The study bears several limitations. Our sample is highly heterogenous including a large spectrum of genetic and acquired pathologies; a significant group is represented by AGS patients and this is explained by the fact that two of the participating centers are Italian referral centers for this disease (Casimiro Mondino Foundation in Pavia and Vittorio Buzzi Children’s Hospital in Milan). The Mondino Foundation is also the scientific headquarters of the International Aicardi-Goutières Syndrome Association. Patients were retrospectively selected from four different Institutions; radiological examinations were performed following different protocols with different MR machine vendors; both GE and SWI MRI sequences were available in only some of the MR exams; all patients had ICC on CT scans; therefore readers were aware that ICC had to be found on MRI and was not blinded; intra- and interrater variability could not be obtained as the assessment of the images was in consensus by all the authors lacking blindness. Moreover, recent years have witnessed further development in the field of magnetic susceptibility imaging, namely regarding the quantification of signal changes through quantitative susceptibility mapping (QSM), being not dependent on local and orientation-dependent phase signals and probably superior to conventional SWI [9]. In our study, no patient performed QSM; however, also the interpretation of QSM images is subject to limitations, and more technical advances are needed in order to improve its diagnostic accuracy.

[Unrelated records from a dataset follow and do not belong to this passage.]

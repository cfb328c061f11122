//! Stream record model and read positions.

use bytes::Bytes;
use serde::{Deserialize, Serialize};
use std::fmt;
use std::str::FromStr;

/// One "document available" event read from a shard.
///
/// Sequence numbers are dense within a shard: every record carries the previous
/// record's sequence plus one.
#[derive(Debug, Clone, PartialEq, Eq)]
pub struct StreamRecord {
    pub sequence: u64,
    pub partition_key: String,
    pub data: Bytes,
    pub arrival_ms: u64,
}

/// Where to start reading when a shard has no checkpoint.
#[derive(Debug, Clone, Copy, Default, PartialEq, Eq)]
pub enum InitialPosition {
    #[default]
    TrimHorizon,
    Latest,
}

impl FromStr for InitialPosition {
    type Err = String;

    fn from_str(value: &str) -> Result<Self, Self::Err> {
        match value.trim().to_ascii_lowercase().as_str() {
            "trim_horizon" => Ok(InitialPosition::TrimHorizon),
            "latest" => Ok(InitialPosition::Latest),
            other => Err(format!(
                "unknown initial position {other:?} (expected trim_horizon or latest)"
            )),
        }
    }
}

impl From<InitialPosition> for ReadPosition {
    fn from(position: InitialPosition) -> Self {
        match position {
            InitialPosition::TrimHorizon => ReadPosition::TrimHorizon,
            InitialPosition::Latest => ReadPosition::Latest,
        }
    }
}

/// Cursor sent to the gateway on every read.
#[derive(Debug, Clone, Copy, PartialEq, Eq, Serialize, Deserialize)]
#[serde(tag = "type", rename_all = "snake_case")]
pub enum ReadPosition {
    TrimHorizon,
    Latest,
    After { sequence: u64 },
}

impl ReadPosition {
    pub fn after(sequence: u64) -> Self {
        ReadPosition::After { sequence }
    }

    /// Sequence the reader has already consumed, if it is resuming.
    pub fn resumed_from(&self) -> Option<u64> {
        match self {
            ReadPosition::After { sequence } => Some(*sequence),
            _ => None,
        }
    }

    /// Position to use for the next read after `batch` was accepted.
    pub fn advance(&self, batch: &RecordBatch) -> ReadPosition {
        if let Some(last) = batch.records.last() {
            return ReadPosition::after(last.sequence);
        }

        // A never-written shard has no tip to pin; anything appended later must
        // still be read from its first record.
        match (self, batch.latest) {
            (ReadPosition::Latest, Some(latest)) => ReadPosition::after(latest),
            (ReadPosition::Latest, None) => ReadPosition::TrimHorizon,
            _ => *self,
        }
    }
}

impl fmt::Display for ReadPosition {
    fn fmt(&self, f: &mut fmt::Formatter<'_>) -> fmt::Result {
        match self {
            ReadPosition::TrimHorizon => f.write_str("trim_horizon"),
            ReadPosition::Latest => f.write_str("latest"),
            ReadPosition::After { sequence } => write!(f, "after:{sequence}"),
        }
    }
}

/// Records returned by one read plus the shard bounds reported alongside them.
#[derive(Debug, Clone, Default, PartialEq, Eq)]
pub struct RecordBatch {
    pub records: Vec<StreamRecord>,
    /// Oldest sequence still retained by the shard.
    pub trim_horizon: Option<u64>,
    /// Highest sequence ever assigned in the shard.
    pub latest: Option<u64>,
}

impl RecordBatch {
    pub fn is_empty(&self) -> bool {
        self.records.is_empty()
    }
}
impl AgentConfig {
    /// Returns a builder to incrementally construct and validate a configuration.
    pub fn builder() -> AgentConfigBuilder {
        AgentConfigBuilder::default()
    }

    /// Constructs a configuration directly from the provided values.
    ///
    /// Prefer [`AgentConfig::builder`] when most values use defaults.
    pub fn new(params: AgentConfigParams) -> Result<Self> {
        let AgentConfigParams {
            stream_name,
            shard_id,
            stream_endpoint,
            stream_verify,
            stream_token,
            checkpoint_volume,
            artifact_dir,
            initial_position,
            concurrency,
            queue_depth,
            max_attempts,
            extraction_timeout,
            retry_initial_backoff,
            retry_max_backoff,
            read_batch_size,
            poll_interval,
            stream_timeout,
            read_initial_backoff,
            read_max_backoff,
            checkpoint_interval,
            checkpoint_max_attempts,
            metrics_interval,
            document_base_url,
        } = params;

        let config = Self {
            stream_name: trimmed_string(stream_name),
            shard_id: trimmed_string(shard_id),
            stream_endpoint: trimmed_string(stream_endpoint),
            stream_verify,
            stream_token: stream_token.map(trimmed_string).filter(|t| !t.is_empty()),
            checkpoint_volume,
            artifact_dir,
            initial_position,
            concurrency,
            queue_depth,
            max_attempts,
            extraction_timeout,
            retry_initial_backoff,
            retry_max_backoff,
            read_batch_size,
            poll_interval,
            stream_timeout,
            read_initial_backoff,
            read_max_backoff,
            checkpoint_interval,
            checkpoint_max_attempts,
            metrics_interval,
            document_base_url: document_base_url
                .map(|url| trimmed_string(url).trim_end_matches('/').to_owned())
                .filter(|url| !url.is_empty()),
        };

        config.validate()?;
        Ok(config)
    }

    /// Loads the configuration from `PDFSTREAM_*` environment variables.
    pub fn from_env() -> Result<Self> {
        Self::from_lookup(|key| std::env::var(key).ok())
    }

    /// Loads the configuration through an arbitrary key lookup, using the same variable
    /// names as [`AgentConfig::from_env`].
    pub fn from_lookup<F>(lookup: F) -> Result<Self>
    where
        F: Fn(&str) -> Option<String>,
    {
        let mut builder = Self::builder()
            .stream_name(
                env_value(&lookup, ENV_STREAM_NAME).unwrap_or_else(|| DEFAULT_STREAM_NAME.into()),
            )
            .shard_id(env_value(&lookup, ENV_SHARD_ID).context("PDFSTREAM_SHARD_ID is required")?)
            .stream_endpoint(
                env_value(&lookup, ENV_STREAM_ENDPOINT)
                    .context("PDFSTREAM_STREAM_ENDPOINT is required")?,
            )
            .checkpoint_volume(
                env_value(&lookup, ENV_CHECKPOINT_VOLUME)
                    .context("PDFSTREAM_CHECKPOINT_VOLUME is required")?,
            )
            .artifact_dir(
                env_value(&lookup, ENV_ARTIFACT_DIR).context("PDFSTREAM_ARTIFACT_DIR is required")?,
            );

        if let Some(verify) = env_bool(&lookup, ENV_STREAM_VERIFY)? {
            builder = builder.stream_verify(verify);
        }
        if let Some(token) = env_value(&lookup, ENV_STREAM_TOKEN) {
            builder = builder.stream_token(token);
        }
        if let Some(position) = env_parse::<InitialPosition, _>(&lookup, ENV_INITIAL_POSITION)? {
            builder = builder.initial_position(position);
        }
        if let Some(concurrency) = env_parse(&lookup, ENV_CONCURRENCY)? {
            builder = builder.concurrency(concurrency);
        }
        if let Some(depth) = env_parse(&lookup, ENV_QUEUE_DEPTH)? {
            builder = builder.queue_depth(depth);
        }
        if let Some(attempts) = env_parse(&lookup, ENV_MAX_ATTEMPTS)? {
            builder = builder.max_attempts(attempts);
        }
        if let Some(secs) = env_parse(&lookup, ENV_EXTRACTION_TIMEOUT_SECS)? {
            builder = builder.extraction_timeout(Duration::from_secs(secs));
        }
        if let Some(ms) = env_parse(&lookup, ENV_RETRY_INITIAL_BACKOFF_MS)? {
            builder = builder.retry_initial_backoff(Duration::from_millis(ms));
        }
        if let Some(ms) = env_parse(&lookup, ENV_RETRY_MAX_BACKOFF_MS)? {
            builder = builder.retry_max_backoff(Duration::from_millis(ms));
        }
        if let Some(size) = env_parse(&lookup, ENV_READ_BATCH_SIZE)? {
            builder = builder.read_batch_size(size);
        }
        if let Some(ms) = env_parse(&lookup, ENV_POLL_INTERVAL_MS)? {
            builder = builder.poll_interval(Duration::from_millis(ms));
        }
        if let Some(secs) = env_parse(&lookup, ENV_STREAM_TIMEOUT_SECS)? {
            builder = builder.stream_timeout(Duration::from_secs(secs));
        }
        if let Some(ms) = env_parse(&lookup, ENV_READ_INITIAL_BACKOFF_MS)? {
            builder = builder.read_initial_backoff(Duration::from_millis(ms));
        }
        if let Some(ms) = env_parse(&lookup, ENV_READ_MAX_BACKOFF_MS)? {
            builder = builder.read_max_backoff(Duration::from_millis(ms));
        }
        if let Some(ms) = env_parse(&lookup, ENV_CHECKPOINT_INTERVAL_MS)? {
            builder = builder.checkpoint_interval(Duration::from_millis(ms));
        }
        if let Some(attempts) = env_parse(&lookup, ENV_CHECKPOINT_MAX_ATTEMPTS)? {
            builder = builder.checkpoint_max_attempts(attempts);
        }
        if let Some(secs) = env_parse(&lookup, ENV_METRICS_INTERVAL_SECS)? {
            builder = builder.metrics_interval(Duration::from_secs(secs));
        }
        if let Some(url) = env_value(&lookup, ENV_DOCUMENT_BASE_URL) {
            builder = builder.document_base_url(url);
        }

        builder.build()
    }

    /// Logical stream name.
    pub fn stream_name(&self) -> &str {
        &self.stream_name
    }

    /// Shard consumed by this agent.
    pub fn shard_id(&self) -> &str {
        &self.shard_id
    }

    /// Base URL of the stream gateway (including scheme).
    pub fn stream_endpoint(&self) -> &str {
        &self.stream_endpoint
    }

    /// Whether the stream transport must be trusted (https only).
    pub fn stream_verify(&self) -> bool {
        self.stream_verify
    }

    /// Optional bearer token sent to the stream gateway.
    pub fn stream_token(&self) -> Option<&str> {
        self.stream_token.as_deref()
    }

    /// Directory holding per-shard checkpoint files.
    pub fn checkpoint_volume(&self) -> &Path {
        &self.checkpoint_volume
    }

    /// Directory receiving extraction artifacts.
    pub fn artifact_dir(&self) -> &Path {
        &self.artifact_dir
    }

    /// Origin used when the shard has no checkpoint yet.
    pub fn initial_position(&self) -> InitialPosition {
        self.initial_position
    }

    /// Number of concurrently executing workers.
    pub fn concurrency(&self) -> usize {
        self.concurrency
    }

    /// Depth of the worker admission queue.
    pub fn queue_depth(&self) -> usize {
        self.queue_depth
    }

    /// Maximum extraction attempts per work item.
    pub fn max_attempts(&self) -> usize {
        self.max_attempts
    }

    /// Bound applied to every extraction call.
    pub fn extraction_timeout(&self) -> Duration {
        self.extraction_timeout
    }

    pub fn retry_initial_backoff(&self) -> Duration {
        self.retry_initial_backoff
    }

    pub fn retry_max_backoff(&self) -> Duration {
        self.retry_max_backoff
    }

    /// Maximum records requested per stream read.
    pub fn read_batch_size(&self) -> usize {
        self.read_batch_size
    }

    /// Idle delay between reads once the reader has caught up with the shard.
    pub fn poll_interval(&self) -> Duration {
        self.poll_interval
    }

    /// Per-request timeout for the stream gateway.
    pub fn stream_timeout(&self) -> Duration {
        self.stream_timeout
    }

    pub fn read_initial_backoff(&self) -> Duration {
        self.read_initial_backoff
    }

    pub fn read_max_backoff(&self) -> Duration {
        self.read_max_backoff
    }

    /// Minimum spacing between checkpoint writes.
    pub fn checkpoint_interval(&self) -> Duration {
        self.checkpoint_interval
    }

    pub fn checkpoint_max_attempts(&self) -> usize {
        self.checkpoint_max_attempts
    }

    /// Interval used by the telemetry reporter.
    pub fn metrics_interval(&self) -> Duration {
        self.metrics_interval
    }

    /// Base URL used to derive document locators (`{base}/pdf/{id}`).
    pub fn document_base_url(&self) -> Option<&str> {
        self.document_base_url.as_deref()
    }

    /// Upper bound of registered, non-terminal items (`concurrency + queue_depth`).
    pub fn admission_capacity(&self) -> usize {
        self.concurrency.saturating_add(self.queue_depth)
    }

    /// Performs validation on an existing configuration instance.
    pub fn validate(&self) -> Result<()> {
        ensure_not_empty(&self.stream_name, "stream_name")?;
        ensure_not_empty(&self.shard_id, "shard_id")?;
        validate_path_segment(&self.stream_name, "stream_name")?;
        validate_path_segment(&self.shard_id, "shard_id")?;
        validate_url(&self.stream_endpoint, "stream_endpoint")?;

        if self.stream_verify && !self.stream_endpoint.starts_with("https://") {
            bail!("stream_endpoint must use https:// when stream_verify is enabled");
        }

        if self.checkpoint_volume.as_os_str().is_empty() {
            bail!("checkpoint_volume cannot be empty");
        }

        if self.artifact_dir.as_os_str().is_empty() {
            bail!("artifact_dir cannot be empty");
        }

        if self.concurrency == 0 {
            bail!("concurrency must be greater than 0");
        }

        if self.queue_depth == 0 {
            bail!("queue_depth must be greater than 0");
        }

        if self.max_attempts == 0 {
            bail!("max_attempts must be greater than 0");
        }

        if self.extraction_timeout.is_zero() {
            bail!("extraction_timeout must be greater than 0");
        }

        if self.retry_initial_backoff.is_zero() {
            bail!("retry_initial_backoff must be greater than 0");
        }

        if self.retry_max_backoff < self.retry_initial_backoff {
            bail!("retry_max_backoff must be at least retry_initial_backoff");
        }

        if self.read_batch_size == 0 || self.read_batch_size > MAX_READ_BATCH_SIZE {
            bail!("read_batch_size must be between 1 and {MAX_READ_BATCH_SIZE}");
        }

        if self.poll_interval.is_zero() {
            bail!("poll_interval must be greater than 0");
        }

        if self.stream_timeout.is_zero() {
            bail!("stream_timeout must be greater than 0");
        }

        if self.read_initial_backoff.is_zero() {
            bail!("read_initial_backoff must be greater than 0");
        }

        if self.read_max_backoff < self.read_initial_backoff {
            bail!("read_max_backoff must be at least read_initial_backoff");
        }

        if self.checkpoint_interval.is_zero() {
            bail!("checkpoint_interval must be greater than 0");
        }

        if self.checkpoint_max_attempts == 0 {
            bail!("checkpoint_max_attempts must be greater than 0");
        }

        if self.metrics_interval.is_zero() {
            bail!("metrics_interval must be greater than 0");
        }

        if let Some(url) = &self.document_base_url {
            validate_url(url, "document_base_url")?;
        }

        Ok(())
    }
}
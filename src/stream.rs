//! Stream gateway plumbing: record model, client trait and JSON-RPC client,
//! authentication, circuit breaker, metrics, retry logging, and desync detection.

pub mod auth;
pub mod circuit_breaker;
pub mod client;
pub mod desync;
pub mod metrics;
pub mod options;
pub mod record;
pub mod retry;

pub use circuit_breaker::{
    CircuitBreakerError, CircuitBreakerSnapshot, CircuitState, StreamCircuitBreaker,
};
pub use client::{RpcStreamClient, StreamClient, StreamError};
pub use desync::StreamDesyncError;
pub use metrics::StreamMetricsSnapshot;
pub use options::StreamClientOptions;
pub use record::{InitialPosition, ReadPosition, RecordBatch, StreamRecord};
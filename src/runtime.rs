//! Runtime glue: configuration, fatal error capture, shard state, telemetry, and the
//! signal-driven runner.

pub mod config;
pub mod fatal;
pub mod runner;
pub mod state;
pub mod telemetry;
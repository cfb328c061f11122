use std::sync::atomic::{AtomicU8, Ordering};

/// Lifecycle of a consumed shard.
///
/// `NoCheckpoint` moves to `Consuming` after the first successful read. A stream
/// desynchronization parks the shard in `OperatorIntervention`; only a restart with a
/// repaired checkpoint leaves it.
#[derive(Debug, Clone, Copy, PartialEq, Eq)]
pub enum ShardState {
    NoCheckpoint,
    Consuming,
    OperatorIntervention,
}

impl ShardState {
    fn as_u8(self) -> u8 {
        match self {
            ShardState::NoCheckpoint => 0,
            ShardState::Consuming => 1,
            ShardState::OperatorIntervention => 2,
        }
    }

    fn from_u8(value: u8) -> Self {
        match value {
            1 => ShardState::Consuming,
            2 => ShardState::OperatorIntervention,
            _ => ShardState::NoCheckpoint,
        }
    }
}

#[derive(Debug)]
pub struct ShardStatus {
    state: AtomicU8,
}

impl Default for ShardStatus {
    fn default() -> Self {
        Self::new(ShardState::NoCheckpoint)
    }
}

impl ShardStatus {
    pub fn new(initial: ShardState) -> Self {
        Self {
            state: AtomicU8::new(initial.as_u8()),
        }
    }

    pub fn get(&self) -> ShardState {
        ShardState::from_u8(self.state.load(Ordering::SeqCst))
    }

    pub fn reset(&self, state: ShardState) {
        self.state.store(state.as_u8(), Ordering::SeqCst);
    }

    /// Marks the shard as consuming unless an operator must intervene first.
    pub fn mark_consuming(&self) {
        let _ = self.state.compare_exchange(
            ShardState::NoCheckpoint.as_u8(),
            ShardState::Consuming.as_u8(),
            Ordering::SeqCst,
            Ordering::SeqCst,
        );
    }

    pub fn mark_desynchronized(&self) {
        self.reset(ShardState::OperatorIntervention);
    }
}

In conclusion, given the importance of looking for ICC, the first step in the diagnostic workup of pediatric-onset neurological disorders of unknown cause should be a careful evaluation of an MRI study that includes SWI sequences, as they demonstrated to have a higher capability compared with GE in detecting ICC. GE sequences should be performed only if SWI sequences are not at disposal or in case of lack of training. In patients with encephalopathy of undetermined etiology, but no ICC on MRI, brain CT scanning should be performed at least once, in agreement with previous studies [3]. In cases requiring radiological follow-up to monitor ICC evolution, MRI should be preferred to CT.